Walking in another’s shoes

To walk in another’s shoes may be an impossible challenge.

I am who I am; how can I imagine being someone that I am not.

I walk in the shoes of a white man; how can I walk in a black man’s shoes?

I am straight and know only the attraction to the opposite sex; how can I know same-sex attraction?

And yet, and yet – unless I try to walk in another’s shoes, how can I begin to know the path they travel? But that begins with a relationship. I cannot walk in a stranger’s shoes. For me, friends and extended family members include gay people. And knowing them is to embrace them and to love them for who they are.

But I haven’t tried to walk in their shoes. The point has come when I need to do that, for my sake and for theirs. There’s no button for a magical switch. There’s only the hard work of reading, listening, observing. And then, hesitantly, uneasily, to step into the other’s shoes, inside the other’s skin.

Imagine
But then a new struggle would have begun. I would have had to take off the mask. To make myself talk, disclose, expose. It would have been an excruciatingly painful prospect. I would have wanted to spare my parents and my family. But I would not have been able to go on living a lie.

Later I would have told my friends. They might have known it for some time. Then I would have told my pastor. I would have asked him if it was a sin to be homosexual. He would have said only if one acts on it, and shared the Bible passages with me. I would have left with a heavy heart and a welter of conflicted feelings.

I wouldn’t have told him nor my parents that I had a special male friend. I would have been still too confused where that relationship was going to go and where it shouldn’t go. Both Christians, we would have been trying to take our faith seriously as believers. We would have done much reading. And we would have prayed. 

Gradually we might have come to believe that we were not wrong to be attracted to each other, to want to be together. But we would have known that parents would not agree, and neither would the church. And their acceptance was basic to our relationship, to our peace, to our future.

And God’s acceptance? That would have been a fundamental concern.

Would our journey have led to an emergent understanding? We had been taught that the essence of God is love, that all of his commands, his will for us, are an expression of his love, meant for us to reflect and practice that love. All of the “thou shalt nots” forbid actions that would harm another, that would violate loving our neighbour as ourselves. We might have come to see that one’s sexuality, regardless whether it’s straight or gay, can be used in perversion to abuse another, to treat and use another as object; or it can be used as an expression of love, an expression of a mutually intimate relationship that overflows with love for each other and for God who gave us each other.
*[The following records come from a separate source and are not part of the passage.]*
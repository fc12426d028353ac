//! Keyboard input state
//!
//! Key handlers write flags; the tick reads them once per frame. There is no
//! queueing: the last press or release of a key wins.

use crate::KeyBindings;

/// Press or release
#[derive(Debug, Clone, Copy, PartialEq, Eq)]
pub enum KeyEventKind {
    Press,
    Release,
}

/// A platform-neutral keyboard event
#[derive(Debug, Clone, PartialEq, Eq)]
pub struct KeyEvent {
    /// Value of `KeyboardEvent.key`
    pub key: String,
    pub kind: KeyEventKind,
}

impl KeyEvent {
    pub fn press(key: impl Into<String>) -> Self {
        Self {
            key: key.into(),
            kind: KeyEventKind::Press,
        }
    }

    pub fn release(key: impl Into<String>) -> Self {
        Self {
            key: key.into(),
            kind: KeyEventKind::Release,
        }
    }
}

/// Held state of the four paddle keys
#[derive(Debug, Clone, Copy, Default, PartialEq, Eq)]
pub struct InputState {
    pub player_one_up: bool,
    pub player_one_down: bool,
    pub player_two_up: bool,
    pub player_two_down: bool,
}

impl InputState {
    /// Apply a key event. Returns `false` (and changes nothing) for keys that
    /// are not bound.
    pub fn handle_input(&mut self, event: &KeyEvent, keys: &KeyBindings) -> bool {
        let held = event.kind == KeyEventKind::Press;
        let key = event.key.as_str();

        let flag = if key.eq_ignore_ascii_case(&keys.player_one_up) {
            &mut self.player_one_up
        } else if key.eq_ignore_ascii_case(&keys.player_one_down) {
            &mut self.player_one_down
        } else if key.eq_ignore_ascii_case(&keys.player_two_up) {
            &mut self.player_two_up
        } else if key.eq_ignore_ascii_case(&keys.player_two_down) {
            &mut self.player_two_down
        } else {
            return false;
        };

        *flag = held;
        true
    }

    /// Release every key (e.g. when the page loses focus)
    pub fn clear(&mut self) {
        *self = Self::default();
    }
}

/// Map held keys to a signed paddle velocity. Up wins when both are held.
#[inline]
pub fn derive_velocity(up: bool, down: bool, speed: f32) -> f32 {
    if up {
        -speed
    } else if down {
        speed
    } else {
        0.0
    }
}
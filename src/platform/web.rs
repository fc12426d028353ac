//! Browser glue: canvas creation, keyboard listeners and
//! `requestAnimationFrame` scheduling

use std::cell::RefCell;
use std::rc::Rc;

use wasm_bindgen::prelude::*;
use web_sys::{Document, HtmlCanvasElement, KeyboardEvent, Window};

use super::{FrameCallback, FrameScheduler, Game, run_loop};
use crate::Settings;
use crate::error::PlatformError;
use crate::renderer::CanvasSurface;
use crate::sim::{KeyEvent, KeyEventKind};

/// Schedules frames with `window.requestAnimationFrame`
pub struct AnimationFrameScheduler {
    window: Window,
}

impl AnimationFrameScheduler {
    pub fn new(window: Window) -> Self {
        Self { window }
    }
}

impl FrameScheduler for AnimationFrameScheduler {
    fn request_frame(&self, callback: FrameCallback) {
        let closure = Closure::once(move |time: f64| callback(time));
        if let Err(e) = self
            .window
            .request_animation_frame(closure.as_ref().unchecked_ref())
        {
            log::error!("requestAnimationFrame failed: {:?}", e);
        }
        closure.forget();
    }
}

/// Create the game canvas and attach it to the page body
fn create_canvas(document: &Document, settings: &Settings) -> Result<HtmlCanvasElement, PlatformError> {
    let canvas: HtmlCanvasElement = document
        .create_element("canvas")
        .map_err(|e| PlatformError::js("createElement", e))?
        .dyn_into()
        .map_err(|e| PlatformError::js("canvas cast", e.into()))?;

    canvas.set_id("canvas");
    canvas.set_width(settings.canvas_width as u32);
    canvas.set_height(settings.canvas_height as u32);

    let body = document.body().ok_or(PlatformError::NoBody)?;
    body.append_child(&canvas)
        .map_err(|e| PlatformError::js("appendChild", e))?;

    Ok(canvas)
}

fn setup_input_handlers(
    window: &Window,
    document: &Document,
    game: Rc<RefCell<Game>>,
) -> Result<(), PlatformError> {
    // Key down / key up
    for (event_name, kind) in [
        ("keydown", KeyEventKind::Press),
        ("keyup", KeyEventKind::Release),
    ] {
        let game = game.clone();
        let closure = Closure::<dyn FnMut(_)>::new(move |event: KeyboardEvent| {
            let event = KeyEvent {
                key: event.key(),
                kind,
            };
            game.borrow_mut().handle_key(&event);
        });
        document
            .add_event_listener_with_callback(event_name, closure.as_ref().unchecked_ref())
            .map_err(|e| PlatformError::js("addEventListener", e))?;
        closure.forget();
    }

    // Window blur: key-up events are lost while unfocused, so release everything
    {
        let closure = Closure::<dyn FnMut(_)>::new(move |_event: web_sys::Event| {
            game.borrow_mut().input.clear();
            log::info!("Window lost focus, keys released");
        });
        window
            .add_event_listener_with_callback("blur", closure.as_ref().unchecked_ref())
            .map_err(|e| PlatformError::js("addEventListener", e))?;
        closure.forget();
    }

    Ok(())
}

/// Set up the page and start the frame loop
pub fn run() -> Result<(), PlatformError> {
    log::info!("Canvas Pong starting...");

    let window = web_sys::window().ok_or(PlatformError::NoWindow)?;
    let document = window.document().ok_or(PlatformError::NoDocument)?;

    let settings = Settings::load_or_init();
    let canvas = create_canvas(&document, &settings)?;
    let surface = CanvasSurface::new(&canvas)?;

    let seed = js_sys::Date::now() as u64;
    log::info!(
        "Game initialized with seed: {} ({} timing)",
        seed,
        settings.timing.as_str()
    );
    let game = Rc::new(RefCell::new(Game::new(settings, seed)));

    setup_input_handlers(&window, &document, game.clone())?;

    let scheduler = Rc::new(AnimationFrameScheduler::new(window));
    run_loop(game, Rc::new(RefCell::new(surface)), scheduler);

    log::info!("Canvas Pong running!");
    Ok(())
}
//! Game settings and preferences
//!
//! Persisted in LocalStorage on the web build; native builds use defaults.

use serde::{Deserialize, Serialize};

use crate::consts::*;
use crate::error::SettingsError;

/// How elapsed time is measured between simulation steps
#[derive(Debug, Clone, Copy, PartialEq, Eq, Serialize, Deserialize, Default)]
pub enum Timing {
    /// Every frame advances by exactly one step; speeds are pixels/frame
    FrameCounted,
    /// Frames advance by measured wall-clock seconds; speeds are pixels/second
    #[default]
    DeltaTime,
}

impl Timing {
    pub fn as_str(&self) -> &'static str {
        match self {
            Timing::FrameCounted => "FrameCounted",
            Timing::DeltaTime => "DeltaTime",
        }
    }
}

/// Keys controlling each paddle, matched against `KeyboardEvent.key`
#[derive(Debug, Clone, PartialEq, Eq, Serialize, Deserialize)]
#[serde(default)]
pub struct KeyBindings {
    pub player_one_up: String,
    pub player_one_down: String,
    pub player_two_up: String,
    pub player_two_down: String,
}

impl Default for KeyBindings {
    fn default() -> Self {
        Self {
            player_one_up: "w".to_string(),
            player_one_down: "s".to_string(),
            player_two_up: "i".to_string(),
            player_two_down: "k".to_string(),
        }
    }
}

/// CSS colour strings used by the renderer
#[derive(Debug, Clone, PartialEq, Eq, Serialize, Deserialize)]
#[serde(default)]
pub struct Palette {
    pub background: String,
    pub foreground: String,
}

impl Default for Palette {
    fn default() -> Self {
        Self {
            background: "#000000".to_string(),
            foreground: "#FFFFFF".to_string(),
        }
    }
}

/// Game settings
#[derive(Debug, Clone, PartialEq, Serialize, Deserialize)]
#[serde(default)]
pub struct Settings {
    // === Playfield ===
    pub canvas_width: f32,
    pub canvas_height: f32,

    // === Entities ===
    pub paddle_width: f32,
    pub paddle_height: f32,
    pub paddle_margin: f32,
    pub ball_size: f32,

    // === Motion ===
    pub timing: Timing,
    /// Paddle speed in pixels per step unit (frame or second, see `timing`)
    pub paddle_speed: f32,
    /// Ball speed in pixels per step unit (frame or second, see `timing`)
    pub ball_speed: f32,

    // === Presentation ===
    /// Draw the score counters
    pub show_score: bool,
    pub palette: Palette,

    // === Input ===
    pub keys: KeyBindings,
}

impl Default for Settings {
    fn default() -> Self {
        Self {
            canvas_width: CANVAS_WIDTH,
            canvas_height: CANVAS_HEIGHT,
            paddle_width: PADDLE_WIDTH,
            paddle_height: PADDLE_HEIGHT,
            paddle_margin: PADDLE_MARGIN,
            ball_size: BALL_SIZE,
            timing: Timing::DeltaTime,
            paddle_speed: PADDLE_SPEED,
            ball_speed: BALL_SPEED,
            show_score: true,
            palette: Palette::default(),
            keys: KeyBindings::default(),
        }
    }
}

impl Settings {
    /// Settings matching the frame-counted revision: one step per frame,
    /// per-frame speeds
    pub fn frame_counted() -> Self {
        Self {
            timing: Timing::FrameCounted,
            paddle_speed: PADDLE_SPEED_PER_FRAME,
            ball_speed: BALL_SPEED_PER_FRAME,
            ..Self::default()
        }
    }

    /// Parse and validate settings from JSON. Missing fields take defaults.
    pub fn from_json(json: &str) -> Result<Self, SettingsError> {
        let settings: Settings = serde_json::from_str(json)?;
        settings.validate()?;
        Ok(settings)
    }

    pub fn to_json(&self) -> Result<String, SettingsError> {
        Ok(serde_json::to_string(self)?)
    }

    /// Check that every entity fits inside the playfield
    pub fn validate(&self) -> Result<(), SettingsError> {
        let dims = [
            ("canvas_width", self.canvas_width),
            ("canvas_height", self.canvas_height),
            ("paddle_width", self.paddle_width),
            ("paddle_height", self.paddle_height),
            ("ball_size", self.ball_size),
        ];
        for (name, value) in dims {
            if !value.is_finite() || value <= 0.0 {
                return Err(SettingsError::InvalidDimension { name, value });
            }
        }

        // Speeds and margin may be zero but not negative
        let non_negative = [
            ("paddle_margin", self.paddle_margin),
            ("paddle_speed", self.paddle_speed),
            ("ball_speed", self.ball_speed),
        ];
        for (name, value) in non_negative {
            if !value.is_finite() || value < 0.0 {
                return Err(SettingsError::InvalidDimension { name, value });
            }
        }

        if self.paddle_height > self.canvas_height {
            return Err(SettingsError::DoesNotFit {
                name: "paddle_height",
                size: self.paddle_height,
                canvas: self.canvas_height,
            });
        }
        if self.ball_size > self.canvas_height {
            return Err(SettingsError::DoesNotFit {
                name: "ball_size",
                size: self.ball_size,
                canvas: self.canvas_height,
            });
        }
        // Both paddles plus their margins must leave room for the ball
        let occupied = 2.0 * (self.paddle_margin + self.paddle_width) + self.ball_size;
        if occupied > self.canvas_width {
            return Err(SettingsError::DoesNotFit {
                name: "paddles and ball",
                size: occupied,
                canvas: self.canvas_width,
            });
        }

        // A ball covering paddle width plus its own size in one step can
        // skip over a paddle without ever overlapping it
        let travel = match self.timing {
            Timing::FrameCounted => self.ball_speed,
            Timing::DeltaTime => self.ball_speed * MAX_FRAME_DT,
        };
        let limit = self.paddle_width + self.ball_size;
        if travel >= limit {
            return Err(SettingsError::TooFast { travel, limit });
        }

        let keys = [
            ("player_one_up", &self.keys.player_one_up),
            ("player_one_down", &self.keys.player_one_down),
            ("player_two_up", &self.keys.player_two_up),
            ("player_two_down", &self.keys.player_two_down),
        ];
        for (name, key) in keys {
            if key.is_empty() {
                return Err(SettingsError::EmptyBinding(name));
            }
        }

        Ok(())
    }

    /// LocalStorage key
    #[cfg(target_arch = "wasm32")]
    const STORAGE_KEY: &'static str = "canvas_pong_settings";

    /// Settings from a stored JSON string, or `None` if nothing usable is stored
    pub fn from_stored(stored: Option<&str>) -> Option<Self> {
        match Self::from_json(stored?) {
            Ok(settings) => Some(settings),
            Err(e) => {
                log::warn!("Ignoring stored settings: {}", e);
                None
            }
        }
    }

    /// Settings from LocalStorage, or defaults if none are stored
    pub fn load() -> Self {
        Self::load_stored().unwrap_or_else(|| {
            log::info!("Using default settings");
            Self::default()
        })
    }

    /// Load settings, writing the defaults back only when nothing valid was
    /// stored
    pub fn load_or_init() -> Self {
        match Self::load_stored() {
            Some(settings) => settings,
            None => {
                log::info!("Using default settings");
                let settings = Self::default();
                settings.save();
                settings
            }
        }
    }

    /// Load settings from LocalStorage (WASM only)
    #[cfg(target_arch = "wasm32")]
    pub fn load_stored() -> Option<Self> {
        let storage = web_sys::window()
            .and_then(|w| w.local_storage().ok())
            .flatten()?;
        let json = storage.get_item(Self::STORAGE_KEY).ok().flatten();
        let settings = Self::from_stored(json.as_deref())?;
        log::info!("Loaded settings from LocalStorage");
        Some(settings)
    }

    /// Save settings to LocalStorage (WASM only)
    #[cfg(target_arch = "wasm32")]
    pub fn save(&self) {
        let storage = web_sys::window()
            .and_then(|w| w.local_storage().ok())
            .flatten();

        if let Some(storage) = storage {
            match self.to_json() {
                Ok(json) => match storage.set_item(Self::STORAGE_KEY, &json) {
                    Ok(()) => log::info!("Settings saved"),
                    Err(e) => log::warn!("Could not save settings: {:?}", e),
                },
                Err(e) => log::warn!("Could not serialize settings: {}", e),
            }
        }
    }

    /// Native stubs
    #[cfg(not(target_arch = "wasm32"))]
    pub fn load_stored() -> Option<Self> {
        None
    }

    #[cfg(not(target_arch = "wasm32"))]
    pub fn save(&self) {
        // No-op for native
    }
}
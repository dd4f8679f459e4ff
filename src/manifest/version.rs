//! Version extraction with `Directory.Build.props` fallback

use super::pattern::CaptureExtractor;
use super::{read_text, sibling_props};
use crate::core::error::PublishError;
use std::path::{Path, PathBuf};

/// Extracted version and the file it came from
#[derive(Debug, Clone, PartialEq, Eq)]
pub struct ExtractedVersion {
    pub version: String,
    pub source: PathBuf,
}

/// Pulls a version string out of a version file
#[derive(Debug, Clone)]
pub struct VersionExtractor {
    extractor: CaptureExtractor,
}

impl VersionExtractor {
    pub fn new(extractor: CaptureExtractor) -> Self {
        Self { extractor }
    }

    pub fn pattern(&self) -> &str {
        self.extractor.as_str()
    }

    /// Extract the version from `version_file`
    ///
    /// The sibling `Directory.Build.props` is consulted only when the version
    /// file itself has no match.
    pub fn extract(&self, version_file: &Path) -> Result<ExtractedVersion, PublishError> {
        let content = read_text(version_file)?;
        if let Some(version) = self.extractor.capture(&content) {
            return Ok(ExtractedVersion {
                version: version.to_string(),
                source: version_file.to_path_buf(),
            });
        }

        let props = sibling_props(version_file);
        if props.is_file() {
            let props_content = read_text(&props)?;
            if let Some(version) = self.extractor.capture(&props_content) {
                return Ok(ExtractedVersion {
                    version: version.to_string(),
                    source: props,
                });
            }
        }

        Err(PublishError::VersionNotFound {
            path: version_file.display().to_string(),
        })
    }
}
The Bible passages seem not to refer to this latter expression of love.

Fervent prayers
Yes, some among us are LGBTQ; that’s who they are. And it’s as natural for gays to fall in love as it is for straights. Is such love God’s gift for one and forbidden fruit for the other, or is the gift the same? Is it a blessing for one and a sin for the other? They may come to love another, and receive it as a blessing. They may come to feel and receive God’s acceptance, and weep in gratitude. They may not receive the acceptance of parents, nor of the church. And that, too, makes them weep.

Atticus in To Kill a Mockingbird tells Scout: “You never really understand a person until you consider things from his point of view [. . .] until you climb into his skin and walk around in it.”

I tried, and the attempt has moved and blessed me. My thinking has changed about two people loving each other with all their hearts and wanting to commit themselves to each other in the sight of God, to honour, serve and encourage each other, to serve God and the church together for the rest of their lives.

My prayers are more fervent now for the healing of family relationships. And for the church, that it may learn ever anew, “to love one another . . . for by this everyone will know that you are my disciples, if you love one another.”

What will be the witness of the church of Jesus Christ to the world?